(Saved entries)
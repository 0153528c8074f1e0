//! BMP writer: `BITMAPINFOHEADER`, optional palette, packed rows.

use alloc::vec::Vec;

use enough::Stop;

use super::{FILE_HEADER_LEN, INFO_HEADER_LEN, RowOrder};
use crate::error::BitmapError;
use crate::record::RawImageRecord;

/// 72 DPI expressed in pixels per meter.
const PIXELS_PER_METER: i32 = 2835;

/// Serialize `record` with rows in `order`.
pub(crate) fn encode_bmp(
    record: &RawImageRecord,
    order: RowOrder,
    stop: &dyn Stop,
) -> Result<Vec<u8>, BitmapError> {
    let width = record.abs_width();
    let height = record.abs_height();
    let h = height as usize;
    let stride = record.stride();

    let palette = record.palette().unwrap_or(&[]);
    let palette_size = palette.len() * 4;
    let pixel_data_size = stride.checked_mul(h).ok_or(BitmapError::LimitExceeded)?;
    let data_offset = FILE_HEADER_LEN + INFO_HEADER_LEN as usize + palette_size;
    let file_size = data_offset
        .checked_add(pixel_data_size)
        .ok_or(BitmapError::LimitExceeded)?;

    let signed_height = i32::try_from(height).map_err(|_| BitmapError::LimitExceeded)?;
    let signed_height = match order {
        RowOrder::BottomUp => signed_height,
        RowOrder::TopDown => -signed_height,
    };

    stop.check()?;

    let mut out = Vec::with_capacity(file_size);
    write_bmp_header(
        &mut out,
        BmpLayout {
            file_size: to_u32(file_size)?,
            data_offset: to_u32(data_offset)?,
            pixel_data_size: to_u32(pixel_data_size)?,
            width: i32::try_from(width).map_err(|_| BitmapError::LimitExceeded)?,
            height: signed_height,
            bits: record.depth().bits(),
        },
    );

    for entry in palette {
        out.extend_from_slice(&[entry.blue, entry.green, entry.red, entry.reserved]);
    }

    for i in 0..h {
        if i % 16 == 0 {
            stop.check()?;
        }
        let y = match order {
            RowOrder::TopDown => i,
            RowOrder::BottomUp => h - 1 - i,
        };
        out.extend_from_slice(record.row(y));
    }

    log::debug!(
        "wrote {}x{} {}-bit BMP ({:?}), {} bytes",
        width,
        height,
        record.depth().bits(),
        order,
        out.len()
    );

    Ok(out)
}

struct BmpLayout {
    file_size: u32,
    data_offset: u32,
    pixel_data_size: u32,
    width: i32,
    height: i32,
    bits: u16,
}

fn write_bmp_header(out: &mut Vec<u8>, layout: BmpLayout) {
    // File header (14 bytes)
    out.extend_from_slice(b"BM");
    out.extend_from_slice(&layout.file_size.to_le_bytes());
    out.extend_from_slice(&[0u8; 4]); // reserved
    out.extend_from_slice(&layout.data_offset.to_le_bytes());

    // DIB header (BITMAPINFOHEADER, 40 bytes)
    out.extend_from_slice(&INFO_HEADER_LEN.to_le_bytes());
    out.extend_from_slice(&layout.width.to_le_bytes());
    out.extend_from_slice(&layout.height.to_le_bytes()); // negative = top-down
    out.extend_from_slice(&1u16.to_le_bytes()); // planes
    out.extend_from_slice(&layout.bits.to_le_bytes());
    out.extend_from_slice(&0u32.to_le_bytes()); // BI_RGB
    out.extend_from_slice(&layout.pixel_data_size.to_le_bytes());
    out.extend_from_slice(&PIXELS_PER_METER.to_le_bytes());
    out.extend_from_slice(&PIXELS_PER_METER.to_le_bytes());
    out.extend_from_slice(&0u32.to_le_bytes()); // colors used: all
    out.extend_from_slice(&0u32.to_le_bytes()); // important colors
}

fn to_u32(n: usize) -> Result<u32, BitmapError> {
    u32::try_from(n).map_err(|_| BitmapError::LimitExceeded)
}
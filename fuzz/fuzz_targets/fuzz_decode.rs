#![no_main]
use libfuzzer_sys::fuzz_target;

fuzz_target!(|data: &[u8]| {
    // Headers and full decode must never panic
    let _ = zenraster::probe_bmp(data);
    let Ok(record) = zenraster::decode_bmp(data, enough::Unstoppable) else {
        return;
    };
    let _ = zenraster::canonicalize(&record);
});
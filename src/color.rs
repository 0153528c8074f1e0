//! Pointwise color filters over a [`CanonicalImage`].
//!
//! Every filter maps each sample independently and never resizes the image.
//! Only [`to_grayscale`] (and [`binarize`], which calls it) changes the
//! channel count.

use alloc::vec::Vec;

use crate::image::CanonicalImage;

/// Parameters of the logarithmic and exponential tone curves.
#[derive(Clone, Copy, Debug, PartialEq)]
pub struct Stretch {
    pub a: f64,
    pub b: f64,
    pub c: f64,
}

impl Stretch {
    /// `a = 0, b = 0.033, c = 2`: brightens.
    pub const LOG_REFERENCE: Self = Self {
        a: 0.0,
        b: 0.033,
        c: 2.0,
    };

    /// `a = 128, b = 2, c = 0.6`: darkens.
    pub const EXP_REFERENCE: Self = Self {
        a: 128.0,
        b: 2.0,
        c: 0.6,
    };
}

/// Collapse BGR to one channel with `0.3·B + 0.59·G + 0.11·R`.
pub fn to_grayscale(image: &mut CanonicalImage) {
    if image.is_grayscale() {
        return;
    }
    let gray: Vec<u8> = image
        .pixels()
        .chunks_exact(3)
        .map(|px| {
            (0.3 * f64::from(px[0]) + 0.59 * f64::from(px[1]) + 0.11 * f64::from(px[2])) as u8
        })
        .collect();
    let (w, h) = (image.width(), image.height());
    image.replace(w, h, true, gray);
}

/// Threshold to pure black and white; converts to grayscale first.
pub fn binarize(image: &mut CanonicalImage, threshold: u8) {
    to_grayscale(image);
    for v in image.pixels_mut() {
        *v = if *v < threshold { 0 } else { 255 };
    }
}

/// Photographic negative.
pub fn invert(image: &mut CanonicalImage) {
    for v in image.pixels_mut() {
        *v = 255 - *v;
    }
}

/// `g = a + ln(f + 1) / (b · ln c)`.
pub fn log_stretch(image: &mut CanonicalImage, params: Stretch) {
    let Stretch { a, b, c } = params;
    let denom = b * c.ln();
    apply_curve(image, |f| a + (f + 1.0).ln() / denom);
}

/// `g = b^(c · (f - a)) - 1`.
pub fn exp_stretch(image: &mut CanonicalImage, params: Stretch) {
    let Stretch { a, b, c } = params;
    apply_curve(image, |f| b.powf(c * (f - a)) - 1.0);
}

/// Evaluate `curve` once per possible input through a lookup table, clamp
/// and truncate.
fn apply_curve(image: &mut CanonicalImage, curve: impl Fn(f64) -> f64) {
    let mut lut = [0u8; 256];
    for (i, slot) in lut.iter_mut().enumerate() {
        let g = curve(i as f64);
        *slot = if g.is_nan() { 0 } else { g.clamp(0.0, 255.0) as u8 };
    }
    for v in image.pixels_mut() {
        *v = lut[usize::from(*v)];
    }
}
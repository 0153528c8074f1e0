//! Canonical image → packed record.

use alloc::vec;
use alloc::vec::Vec;

use crate::image::CanonicalImage;
use crate::record::{BitDepth, PaletteEntry, RawImageRecord, row_stride};

/// Pack a canonical image: 8-bit indexed with an identity gray palette
/// when grayscale, 24-bit BGR otherwise.
///
/// Rows come out top-down (negative height); the writer picks the on-disk
/// order. Padding bytes are zero.
pub fn reencode(image: CanonicalImage) -> RawImageRecord {
    let width = image.width();
    let height = image.height();
    let grayscale = image.is_grayscale();
    let (depth, palette) = if grayscale {
        let palette: Vec<PaletteEntry> = (0..=255u8).map(PaletteEntry::gray).collect();
        (BitDepth::Eight, Some(palette))
    } else {
        (BitDepth::TwentyFour, None)
    };

    let stride = row_stride(width, depth);
    let row_len = width as usize * image.channels();
    let pixels = image.into_pixels();

    let mut rows = vec![0u8; stride * height as usize];
    for (dst, src) in rows
        .chunks_exact_mut(stride)
        .zip(pixels.chunks_exact(row_len))
    {
        dst[..row_len].copy_from_slice(src);
    }

    log::debug!(
        "re-encoded {}x{} image as {}-bit record",
        width,
        height,
        depth.bits()
    );

    RawImageRecord::assemble(width as i32, -(height as i32), depth, palette, rows)
}
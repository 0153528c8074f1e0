//! Packed palette-index expansion.

use crate::record::BitDepth;

/// Expand one packed row of palette indices into one index byte per pixel.
///
/// `out.len()` is the pixel count; trailing bits of the last input byte
/// past that count are ignored. 1-bit rows are read from the most
/// significant bit down, 4-bit rows high nibble first. Byte-sized depths
/// are copied through, truecolor depths leave `out` untouched.
pub(crate) fn expand_indices(depth: BitDepth, input: &[u8], out: &mut [u8]) {
    match depth {
        BitDepth::One => {
            let mut out_iter = out.chunks_exact_mut(8);
            let mut in_iter = input.iter();

            (&mut out_iter)
                .zip(&mut in_iter)
                .for_each(|(out_vals, &in_val)| {
                    for (pos, out_val) in out_vals.iter_mut().enumerate() {
                        *out_val = (in_val >> (7 - pos)) & 0x01;
                    }
                });

            if let Some(&in_val) = in_iter.next() {
                for (pos, out_val) in out_iter.into_remainder().iter_mut().enumerate() {
                    *out_val = (in_val >> (7 - pos)) & 0x01;
                }
            }
        }
        BitDepth::Four => {
            let mut out_iter = out.chunks_exact_mut(2);
            let mut in_iter = input.iter();

            (&mut out_iter)
                .zip(&mut in_iter)
                .for_each(|(out_vals, &in_val)| {
                    out_vals[0] = in_val >> 4;
                    out_vals[1] = in_val & 0x0f;
                });

            if let Some(&in_val) = in_iter.next() {
                if let Some(last) = out_iter.into_remainder().first_mut() {
                    *last = in_val >> 4;
                }
            }
        }
        BitDepth::Eight => {
            let n = out.len().min(input.len());
            out[..n].copy_from_slice(&input[..n]);
        }
        BitDepth::TwentyFour | BitDepth::ThirtyTwo => {}
    }
}
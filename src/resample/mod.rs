//! Geometric resampling of a [`CanonicalImage`](crate::CanonicalImage):
//! zoom to a size, rotate by an angle.
//!
//! Both operate in place, replace the pixel buffer and dimensions in one
//! step, and leave the grayscale flag alone. Each channel is interpolated
//! independently.

mod kernels;
mod rotate;
mod zoom;

pub use rotate::rotate;
pub use zoom::zoom;

/// Interpolation strategy, fastest first.
#[non_exhaustive]
#[derive(Clone, Copy, Debug, Default, PartialEq, Eq, Hash)]
#[cfg_attr(feature = "cli", derive(clap::ValueEnum))]
pub enum Interpolation {
    /// Copy the closest source pixel.
    #[default]
    Nearest,
    /// Weighted average of the surrounding 2×2 pixels.
    Bilinear,
    /// Cubic convolution over the surrounding 4×4 pixels.
    Cubic,
}
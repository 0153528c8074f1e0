#!/usr/bin/env -S cargo +nightly -Zscript
//! Generate seed corpus files for fuzzing.
//! Run: cargo +nightly -Zscript fuzz/generate_seeds.rs

/// 54-byte header followed by `palette` and `pixels`.
fn bmp(width: i32, height: i32, bpp: u16, compression: u32, palette: &[u8], pixels: &[u8]) -> Vec<u8> {
    let offset = 54 + palette.len() as u32;
    let mut out = vec![0u8; 54];
    out[0] = b'B'; out[1] = b'M';
    out[2..6].copy_from_slice(&(offset + pixels.len() as u32).to_le_bytes()); // file size
    out[10..14].copy_from_slice(&offset.to_le_bytes()); // data offset
    out[14..18].copy_from_slice(&40u32.to_le_bytes()); // DIB header size
    out[18..22].copy_from_slice(&width.to_le_bytes());
    out[22..26].copy_from_slice(&height.to_le_bytes());
    out[26..28].copy_from_slice(&1u16.to_le_bytes()); // planes
    out[28..30].copy_from_slice(&bpp.to_le_bytes());
    out[30..34].copy_from_slice(&compression.to_le_bytes());
    out.extend_from_slice(palette);
    out.extend_from_slice(pixels);
    out
}

fn main() {
    use std::fs;
    let dir = "fuzz/corpus/fuzz_decode";
    fs::create_dir_all(dir).unwrap();

    // 1x1 24-bit, bottom-up
    fs::write(format!("{dir}/bgr_1x1.bmp"), bmp(1, 1, 24, 0, &[], &[0xff, 0x00, 0x00, 0x00])).unwrap();

    // 2x2 1-bit, top-down, black/white palette
    let bw = [0, 0, 0, 0, 0xff, 0xff, 0xff, 0];
    let rows = [0x80, 0, 0, 0, 0x40, 0, 0, 0];
    fs::write(format!("{dir}/mono_2x2_topdown.bmp"), bmp(2, -2, 1, 0, &bw, &rows)).unwrap();

    // 3x1 4-bit, colored 16-entry palette
    let palette: Vec<u8> = (0..16u8).flat_map(|i| [i * 16, 255 - i * 16, i, 0]).collect();
    fs::write(format!("{dir}/nibble_3x1.bmp"), bmp(3, 1, 4, 0, &palette, &[0x1f, 0x80, 0, 0])).unwrap();

    // 2x1 8-bit, gray palette
    let gray: Vec<u8> = (0..=255u8).flat_map(|i| [i, i, i, 0]).collect();
    fs::write(format!("{dir}/gray_2x1.bmp"), bmp(2, 1, 8, 0, &gray, &[10, 200, 0, 0])).unwrap();

    // 1x2 32-bit with bitfields
    let quads = [1, 2, 3, 0xff, 4, 5, 6, 0x00];
    fs::write(format!("{dir}/bgrx_1x2_bitfields.bmp"), bmp(1, 2, 32, 3, &[], &quads)).unwrap();

    // Truncated/malformed seeds for edge coverage
    fs::write(format!("{dir}/empty.bin"), b"").unwrap();
    fs::write(format!("{dir}/bm_short.bin"), b"BM\x00\x00").unwrap();
    fs::write(format!("{dir}/rle8.bin"), bmp(1, 1, 8, 1, &gray, &[0, 0, 0, 0])).unwrap();
    fs::write(format!("{dir}/bgr555.bin"), bmp(1, 1, 16, 0, &[], &[0, 0, 0, 0])).unwrap();

    println!("Generated seed corpus in {dir}/");
}
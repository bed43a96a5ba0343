//! armctl cloud core
//!
//! The confirmation-gated, idempotent upsert pattern every mutating armctl
//! command goes through, plus the plain read path.
//!
//! # Architecture
//!
//! ```text
//! ┌─────────────────────────────────────────────────┐
//! │                   armctl CLI                     │
//! │   (network-security-group new/get/list, ...)     │
//! └─────────────────┬───────────────────────────────┘
//!                   │ InvocationContext
//! ┌─────────────────▼───────────────────────────────┐
//! │                 armctl-cloud                     │
//! │  ┌──────────────────┐  ┌──────────────────┐      │
//! │  │ Upsert           │  │ Reader           │      │
//! │  │  gate → confirm  │  │  get / list      │      │
//! │  │  → map → mutate  │  └──────────────────┘      │
//! │  │  → refetch       │                            │
//! │  └──────────────────┘                            │
//! │  ┌──────────────────────────────────────────┐    │
//! │  │  trait ResourceProvider / ListProvider    │    │
//! │  └──────────────────────────────────────────┘    │
//! └─────────────────┬───────────────────────────────┘
//!                   │
//! ┌─────────────────▼───────────────────────────────┐
//! │            armctl-cloud-azure (ARM REST)         │
//! └─────────────────────────────────────────────────┘
//! ```

pub mod confirm;
pub mod context;
pub mod error;
pub mod gate;
pub mod mapper;
pub mod model;
pub mod provider;
pub mod read;
pub mod upsert;
pub mod wire;

// Re-exports
pub use confirm::{
    AlwaysAccept, AlwaysDecline, ConfirmationChannel, ConfirmationOutcome, ConfirmationPolicy,
    GateDecision,
};
pub use context::InvocationContext;
pub use error::{CloudError, Operation, ProviderError, ProviderResult, Result, ValidationError};
pub use mapper::WireMapped;
pub use model::{
    Access, Direction, ExtensionImageType, ExtensionImageVersion, NetworkSecurityGroup, Protocol,
    ResourceIdentity, Scope, SecurityRule, Tag, TagSet,
};
pub use provider::{
    ExtensionTypeQuery, ExtensionVersionQuery, ListProvider, ListQuery, ResourceGroupQuery,
    ResourceProvider,
};
pub use read::Reader;
pub use upsert::{Upsert, UpsertAction, UpsertOutcome};
pub use wire::{NetworkSecurityGroupWire, VirtualMachineImageResource};
//! Provider wire schema
//!
//! These mirror the Azure Resource Manager JSON bodies: `camelCase` keys and
//! resource-specific fields nested under `properties`. Fields the service
//! populates are skipped on serialization when absent.

use serde::{Deserialize, Serialize};
use std::collections::HashMap;

#[derive(Debug, Clone, Default, PartialEq, Serialize, Deserialize)]
#[serde(rename_all = "camelCase")]
pub struct NetworkSecurityGroupWire {
    #[serde(default, skip_serializing_if = "Option::is_none")]
    pub id: Option<String>,
    #[serde(default, skip_serializing_if = "Option::is_none")]
    pub name: Option<String>,
    #[serde(default, rename = "type", skip_serializing_if = "Option::is_none")]
    pub resource_type: Option<String>,
    pub location: String,
    #[serde(default, skip_serializing_if = "Option::is_none")]
    pub etag: Option<String>,
    #[serde(default, skip_serializing_if = "HashMap::is_empty")]
    pub tags: HashMap<String, String>,
    #[serde(default)]
    pub properties: NetworkSecurityGroupProperties,
}

#[derive(Debug, Clone, Default, PartialEq, Serialize, Deserialize)]
#[serde(rename_all = "camelCase")]
pub struct NetworkSecurityGroupProperties {
    #[serde(default)]
    pub security_rules: Vec<SecurityRuleWire>,
    #[serde(default, skip_serializing)]
    pub default_security_rules: Vec<SecurityRuleWire>,
    #[serde(default, skip_serializing)]
    pub provisioning_state: Option<String>,
    #[serde(default, skip_serializing)]
    pub resource_guid: Option<String>,
}

#[derive(Debug, Clone, Default, PartialEq, Serialize, Deserialize)]
#[serde(rename_all = "camelCase")]
pub struct SecurityRuleWire {
    #[serde(default, skip_serializing_if = "Option::is_none")]
    pub id: Option<String>,
    pub name: String,
    #[serde(default, skip_serializing_if = "Option::is_none")]
    pub etag: Option<String>,
    pub properties: SecurityRuleProperties,
}

#[derive(Debug, Clone, Default, PartialEq, Serialize, Deserialize)]
#[serde(rename_all = "camelCase")]
pub struct SecurityRuleProperties {
    #[serde(default, skip_serializing_if = "Option::is_none")]
    pub description: Option<String>,
    pub protocol: String,
    #[serde(default, skip_serializing_if = "Option::is_none")]
    pub source_port_range: Option<String>,
    #[serde(default, skip_serializing_if = "Vec::is_empty")]
    pub source_port_ranges: Vec<String>,
    #[serde(default, skip_serializing_if = "Option::is_none")]
    pub destination_port_range: Option<String>,
    #[serde(default, skip_serializing_if = "Vec::is_empty")]
    pub destination_port_ranges: Vec<String>,
    #[serde(default, skip_serializing_if = "Option::is_none")]
    pub source_address_prefix: Option<String>,
    #[serde(default, skip_serializing_if = "Vec::is_empty")]
    pub source_address_prefixes: Vec<String>,
    #[serde(default, skip_serializing_if = "Option::is_none")]
    pub destination_address_prefix: Option<String>,
    #[serde(default, skip_serializing_if = "Vec::is_empty")]
    pub destination_address_prefixes: Vec<String>,
    pub access: String,
    pub priority: i32,
    pub direction: String,
    #[serde(default, skip_serializing)]
    pub provisioning_state: Option<String>,
}

/// Catalog entry returned by the extension image listings
#[derive(Debug, Clone, PartialEq, Serialize, Deserialize)]
#[serde(rename_all = "camelCase")]
pub struct VirtualMachineImageResource {
    #[serde(default)]
    pub id: Option<String>,
    pub name: String,
    pub location: String,
    #[serde(default, skip_serializing_if = "Option::is_none")]
    pub tags: Option<HashMap<String, String>>,
}

/// ARM list envelope
#[derive(Debug, Clone, Deserialize)]
#[serde(rename_all = "camelCase")]
pub struct Page<T> {
    #[serde(default = "Vec::new")]
    pub value: Vec<T>,
    #[serde(default)]
    pub next_link: Option<String>,
}
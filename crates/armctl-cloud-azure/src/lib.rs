//! Azure Resource Manager provider for armctl
//!
//! Implements the provider traits of `armctl-cloud` over the ARM REST API.
//!
//! # Features
//!
//! - Network security groups: get, create-or-update, list per resource group
//! - VM extension image catalog: list types and versions of a publisher
//! - Long-running operation polling (`Azure-AsyncOperation` / `Location`)
//! - `nextLink` pagination
//!
//! # Requirements
//!
//! `AZURE_SUBSCRIPTION_ID` and `AZURE_ACCESS_TOKEN` (a bearer token for
//! `https://management.azure.com/`), optionally `ARM_ENDPOINT`.
//!
//! # Example
//!
//! ```ignore
//! use armctl_cloud_azure::{ArmClient, ArmConfig, NetworkSecurityGroupClient};
//!
//! let arm = ArmClient::new(ArmConfig::from_env()?)?;
//! let nsgs = NetworkSecurityGroupClient::new(arm);
//! ```

pub mod client;
pub mod compute;
pub mod config;
pub mod error;
pub mod network;

pub use client::ArmClient;
pub use compute::{COMPUTE_API_VERSION, ExtensionImageClient};
pub use config::ArmConfig;
pub use error::{ArmError, Result};
pub use network::{NETWORK_API_VERSION, NetworkSecurityGroupClient};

* _Activity_: A bare number is expected: how many lines above contain the word "surrounding"?

* _Task response_: 2